Pubescent girls want to be most like Britney Spears, she of the trademark cleavage and definitive new album that features a cut called "I'm a Slave 4-U" -- what else? -- now on a music-video channel near you. Martha Stewart's a millionaire, but she made her millions doing the very happy-homemaker thing that Betty White savaged so neatly on The Mary Tyler Moore Show, that beacon of feminist pop culture, not 30 years ago. MTM's contemporary corollary, the Lifetime channel, has round-the-clock "television for women," but many of its original movies are melodramas focused on obsessive relationships with men, kidnapped babies, the secret lives of madams -- about as original as the soap bubbles women used to generate watching this kind of stuff back in the days of Friedan. Even the one Lifetime show I watch regularly, Any Day Now, seems to be losing the political and racial edge that made it stand out to softer and more romantic story lines. While I'm glad the black character, played by Lorraine Toussaint, is being given a life beyond her activist-lawyer status -- now that's progress -- I don't see why she can't date and slay the demons of race in court at the same time. Aren't we entitled at this point to have it all, too?
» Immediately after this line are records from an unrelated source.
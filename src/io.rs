use crate::structs::*;

use std::{
    error::Error,
    fs::File,
    io::Read,
    path::{Path, PathBuf},
};

const DEFAULT_STATION_NAME: &str = "My Station";

//////////////////////////////////////////////////////////
// I/O
//////////////////////////////////////////////////////////

/// Reads a station file: `{"lat": 46.948, "lon": 7.4474, "name": "Bern"}`.
pub fn read_station_file(path: &Path) -> Result<Location, Box<dyn Error + Sync + Send>> {
    let mut file_data = String::new();
    let mut file = File::open(path)?;
    file.read_to_string(&mut file_data)?;

    let mut location: Location = serde_json::from_str(&file_data)?;
    if !(-90.0..=90.0).contains(&location.latitude) || !(-180.0..=180.0).contains(&location.longitude)
    {
        Err(format!(
            "coordinates out of range: {}, {}",
            location.latitude, location.longitude
        ))?
    }
    location
        .name
        .get_or_insert_with(|| DEFAULT_STATION_NAME.to_string());
    Ok(location)
}

/// First readable station file among `paths`. Missing files are skipped
/// silently, broken ones with a warning.
pub fn first_station_file(paths: &[PathBuf]) -> Option<(PathBuf, Location)> {
    for path in paths.iter() {
        if !path.exists() {
            continue;
        }
        match read_station_file(path) {
            Ok(location) => return Some((path.to_owned(), location)),
            Err(e) => log::warn!("Error reading {}: {}", path.display(), e),
        }
    }
    None
}

#[cfg(test)]
mod tests {
    use super::*;
    use std::{fs, io::Write};

    fn temp_file(name: &str, content: &str) -> PathBuf {
        let path = std::env::temp_dir().join(format!("puenktli-{}-{}", std::process::id(), name));
        let mut file = fs::File::create(&path).unwrap();
        file.write_all(content.as_bytes()).unwrap();
        path
    }

    #[test]
    fn reads_station_file() {
        let path = temp_file("ok.json", r#"{"lat": 46.948, "lon": 7.4474, "name": "Bern"}"#);
        let location = read_station_file(&path).unwrap();
        assert_eq!(location.latitude, 46.948);
        assert_eq!(location.longitude, 7.4474);
        assert_eq!(location.name.as_deref(), Some("Bern"));
        fs::remove_file(path).unwrap();
    }

    #[test]
    fn name_is_optional() {
        let path = temp_file("noname.json", r#"{"lat": 47.0, "lon": 8.0}"#);
        let location = read_station_file(&path).unwrap();
        assert_eq!(location.name.as_deref(), Some("My Station"));
        fs::remove_file(path).unwrap();
    }

    #[test]
    fn accepts_quoted_coordinates() {
        let path = temp_file("quoted.json", r#"{"lat": "46.9", "lon": " 7.4", "name": "Bern"}"#);
        let location = read_station_file(&path).unwrap();
        assert_eq!(location.latitude, 46.9);
        assert_eq!(location.longitude, 7.4);
        fs::remove_file(path).unwrap();
    }

    #[test]
    fn rejects_unparseable_coordinates() {
        let path = temp_file("words.json", r#"{"lat": "north", "lon": 7.4}"#);
        assert!(read_station_file(&path).is_err());
        fs::remove_file(path).unwrap();
    }

    #[test]
    fn rejects_out_of_range() {
        let path = temp_file("range.json", r#"{"lat": 146.9, "lon": 7.4}"#);
        assert!(read_station_file(&path).is_err());
        fs::remove_file(path).unwrap();
    }

    #[test]
    fn skips_missing_and_broken_files() {
        let broken = temp_file("broken.json", "{ not json");
        let good = temp_file("good.json", r#"{"lat": 46.0, "lon": 7.0}"#);
        let missing = std::env::temp_dir().join("puenktli-does-not-exist.json");

        let (path, location) =
            first_station_file(&[missing, broken.clone(), good.clone()]).unwrap();
        assert_eq!(path, good);
        assert_eq!(location.latitude, 46.0);

        fs::remove_file(broken).unwrap();
        fs::remove_file(good).unwrap();
    }

    #[test]
    fn nothing_found() {
        let missing = std::env::temp_dir().join("puenktli-also-missing.json");
        assert!(first_station_file(&[missing]).is_none());
    }
}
All right, so I'm a feminist. For the moment. Maybe my real beef is with the whole American youth culture that has reached the limits of its illogic and officially frozen female maturity at 25 and our dress size at 4: There are no more viable women anymore, only viable girls. But it's hard to raise a protest when we've all acclimated so well to this. Oprah, the high priestess of self-acceptance and one of the richest and most influential people in the country, shed 20 pounds on the orders of Vogue magazine so she could appear on its cover a few years ago.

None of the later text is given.